2011-06-09 Thread Diego Tori
So you're saying in this case it's better to just populate the UI in
onResume for data that is dependent on the outcome of that event? That
would be the case for a couple of activities that depend on it.
However, I'm more concerned about the performance impact, since this
data in particular has dozens of members and if I have to re-create
the UI every time onResume is called, it will create a bad UX within
those Activities, even if I put up a loading screen and use a thread.

I guess one way to reduce the number of unnecessary data refreshes is
once my event occurs, I save a timestamp to my in-memory cache, and
then every time an activity is added to the stack, it retrieves that
value and keeps it there. As a result, every time the user generates
the event, all the other activities below it will check the new
timestamp in onResume and if the latest one is greater than the one
the activity has, it refreshes itself and its current timestamp value.
Also, my app guarantees that this event will occur when it first
starts up, before it launches its home activity, so there will be a
timestamp available.

On Jun 8, 5:02 pm, Mark Murphy mmur...@commonsware.com wrote:
 On Wed, Jun 8, 2011 at 4:16 PM, Diego Tori

 diegotoridoesandr...@gmail.com wrote:
  That's the thing, if I set a shared preference flag or cached flag via
  cache object, and they did try to check for that value in onResume,
  wouldn't the first activity from the back stack to get the foreground
  check its state, then set it back to false after checking for it being
  true before having to do work?

 Delete the flag. You don't need the flag. Update the UI of the
 activity in onResume(). Period.

  Even if I didn't reset the flag, every
  time it would hit that function, it would still get caught in that
  flag, so that isn't really useful.

 Hence, get rid of the flag. Update the UI of the activity in onResume(). 
 Period.

  So there is no way that I can just
  broadcast one intent that my listening activities can listen to after
  the intent is sent as soon as they get the foreground again?

 What makes you think that your activity even exists?
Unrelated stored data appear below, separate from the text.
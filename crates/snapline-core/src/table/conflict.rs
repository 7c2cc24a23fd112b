//! Conflict detection between a change set and commits that landed after
//! its base snapshot.
//!
//! The detector is pure: the caller loads the intervening commits (current
//! snapshot back to, excluding, the base) and the detector only compares
//! file sets.

use crate::model::{ChangeSet, CommitKind};
use serde::{Deserialize, Serialize};
use std::collections::BTreeSet;
use std::fmt;
use tracing::debug;

/// How a commit kind resolves a race with intervening commits.
#[derive(Debug, Clone, Copy, PartialEq, Eq, Serialize, Deserialize)]
#[serde(rename_all = "kebab-case")]
pub enum ConflictPolicy {
    /// Skip when an intervening commit of the same kind already applied the
    /// same files; otherwise behave like `ProceedIfDisjoint`.
    SkipIfApplied,
    /// Proceed when no intervening commit touched the same files.
    ProceedIfDisjoint,
    /// Reject on any intervening commit.
    RejectOnRace,
}

impl fmt::Display for ConflictPolicy {
    fn fmt(&self, f: &mut fmt::Formatter<'_>) -> fmt::Result {
        match self {
            ConflictPolicy::SkipIfApplied => f.write_str("skip-if-applied"),
            ConflictPolicy::ProceedIfDisjoint => f.write_str("proceed-if-disjoint"),
            ConflictPolicy::RejectOnRace => f.write_str("reject-on-race"),
        }
    }
}

fn default_refresh_policy() -> ConflictPolicy {
    ConflictPolicy::SkipIfApplied
}

fn default_dml_policy() -> ConflictPolicy {
    ConflictPolicy::ProceedIfDisjoint
}

fn default_partial_refresh_policy() -> ConflictPolicy {
    ConflictPolicy::RejectOnRace
}

/// Commit kind to conflict policy mapping.
#[derive(Debug, Clone, PartialEq, Eq, Serialize, Deserialize)]
pub struct ConflictPolicies {
    /// Policy for incremental refresh
    #[serde(default = "default_refresh_policy")]
    pub incremental_refresh: ConflictPolicy,

    /// Policy for partial refresh
    #[serde(default = "default_partial_refresh_policy")]
    pub partial_refresh: ConflictPolicy,

    /// Policy for DML
    #[serde(default = "default_dml_policy")]
    pub dml: ConflictPolicy,

    /// Policy for full refresh
    #[serde(default = "default_refresh_policy")]
    pub full_refresh: ConflictPolicy,
}

impl Default for ConflictPolicies {
    fn default() -> Self {
        Self {
            incremental_refresh: default_refresh_policy(),
            partial_refresh: default_partial_refresh_policy(),
            dml: default_dml_policy(),
            full_refresh: default_refresh_policy(),
        }
    }
}

impl ConflictPolicies {
    /// Policy for a commit kind.
    pub fn for_kind(&self, kind: CommitKind) -> ConflictPolicy {
        match kind {
            CommitKind::IncrementalRefresh => self.incremental_refresh,
            CommitKind::PartialRefresh => self.partial_refresh,
            CommitKind::Dml => self.dml,
            CommitKind::FullRefresh => self.full_refresh,
        }
    }
}

/// File changes of one commit between the base and the current snapshot.
#[derive(Debug, Clone, PartialEq, Eq)]
pub struct InterveningCommit {
    /// Snapshot produced by the commit
    pub snapshot_id: i64,
    /// Kind of the commit
    pub kind: CommitKind,
    /// Paths of files it added
    pub added_paths: BTreeSet<String>,
    /// Paths of files it deleted
    pub deleted_paths: BTreeSet<String>,
}

impl InterveningCommit {
    fn touches(&self, path: &str) -> bool {
        self.added_paths.contains(path) || self.deleted_paths.contains(path)
    }
}

/// Outcome of conflict detection.
#[derive(Debug, Clone, PartialEq, Eq)]
pub enum Decision {
    /// Apply the change set on top of the current snapshot
    Proceed,
    /// The change set was already applied
    Skip {
        /// Snapshot that already contains the change set
        applied_in: i64,
    },
    /// The change set conflicts with the current state
    Reject {
        /// Why the change set was rejected
        reason: String,
        /// Paths touched by both sides
        conflicting_paths: Vec<String>,
    },
}

/// Classifies a change set against intervening commits.
#[derive(Debug, Clone, Default)]
pub struct ConflictDetector {
    policies: ConflictPolicies,
}

impl ConflictDetector {
    /// Create a detector with the given policies.
    pub fn new(policies: ConflictPolicies) -> Self {
        Self { policies }
    }

    /// Configured policies.
    pub fn policies(&self) -> &ConflictPolicies {
        &self.policies
    }

    /// Classify `changes` of `kind`, opened against `base`, now that the
    /// table is at `current`.
    ///
    /// `intervening` is `None` when `base` is not an ancestor of `current`;
    /// otherwise it lists the commits after `base`, newest first.
    pub fn classify(
        &self,
        base: Option<i64>,
        current: Option<i64>,
        changes: &ChangeSet,
        kind: CommitKind,
        intervening: Option<&[InterveningCommit]>,
    ) -> Decision {
        if base == current {
            return Decision::Proceed;
        }

        let Some(intervening) = intervening else {
            return Decision::Reject {
                reason: format!("base snapshot {:?} is no longer in the table history", base),
                conflicting_paths: Vec::new(),
            };
        };

        let policy = self.policies.for_kind(kind);
        debug!(
            base = ?base,
            current = ?current,
            kind = %kind,
            policy = %policy,
            intervening = intervening.len(),
            "Classifying change set"
        );

        if policy == ConflictPolicy::RejectOnRace && !intervening.is_empty() {
            return Decision::Reject {
                reason: format!(
                    "{} does not tolerate concurrent commits ({} landed since base)",
                    kind,
                    intervening.len()
                ),
                conflicting_paths: Vec::new(),
            };
        }

        let adds = changes.effective_add_paths();
        let deletes: BTreeSet<String> = changes
            .delete_paths()
            .into_iter()
            .map(str::to_string)
            .collect();

        if policy == ConflictPolicy::SkipIfApplied && changes.has_file_changes() {
            if let Some(applied_in) = Self::applied_in(kind, &adds, &deletes, intervening) {
                return Decision::Skip { applied_in };
            }
        }

        let conflicting_paths: Vec<String> = adds
            .iter()
            .chain(deletes.iter())
            .filter(|path| intervening.iter().any(|c| c.touches(path)))
            .cloned()
            .collect::<BTreeSet<_>>()
            .into_iter()
            .collect();

        if conflicting_paths.is_empty() {
            Decision::Proceed
        } else {
            Decision::Reject {
                reason: format!(
                    "{} file(s) were changed by concurrent commits",
                    conflicting_paths.len()
                ),
                conflicting_paths,
            }
        }
    }

    /// The snapshot that already applied `adds` and `deletes`, if any.
    ///
    /// A single commit of the same kind that covers the whole change set
    /// wins. Otherwise the change set may be spread over several commits of
    /// that kind, and the newest contributing one is reported.
    fn applied_in(
        kind: CommitKind,
        adds: &BTreeSet<String>,
        deletes: &BTreeSet<String>,
        intervening: &[InterveningCommit],
    ) -> Option<i64> {
        let same_kind: Vec<&InterveningCommit> =
            intervening.iter().filter(|c| c.kind == kind).collect();

        if let Some(commit) = same_kind.iter().find(|c| {
            adds.is_subset(&c.added_paths) && deletes.is_subset(&c.deleted_paths)
        }) {
            return Some(commit.snapshot_id);
        }

        let covered = adds
            .iter()
            .all(|p| same_kind.iter().any(|c| c.added_paths.contains(p)))
            && deletes
                .iter()
                .all(|p| same_kind.iter().any(|c| c.deleted_paths.contains(p)));
        if !covered {
            return None;
        }

        same_kind
            .iter()
            .filter(|c| {
                adds.iter().any(|p| c.added_paths.contains(p))
                    || deletes.iter().any(|p| c.deleted_paths.contains(p))
            })
            .map(|c| c.snapshot_id)
            .max()
    }
}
Your
 non-foreground activities may not even be in memory, because Android
 may have destroyed them to save RAM.

 If you simply update your UI in onResume(), it handles both the
 activity-in-RAM and the activity-out-of-RAM scenario.

 Your proposed model is akin to: every time Google indexes a new page,
 it proactively updates every browser on the face of the planet, even
 those that do not use Google, do not care about the newly indexed
 page, or are not even running.

  Keep in mind that this is not a one-time event.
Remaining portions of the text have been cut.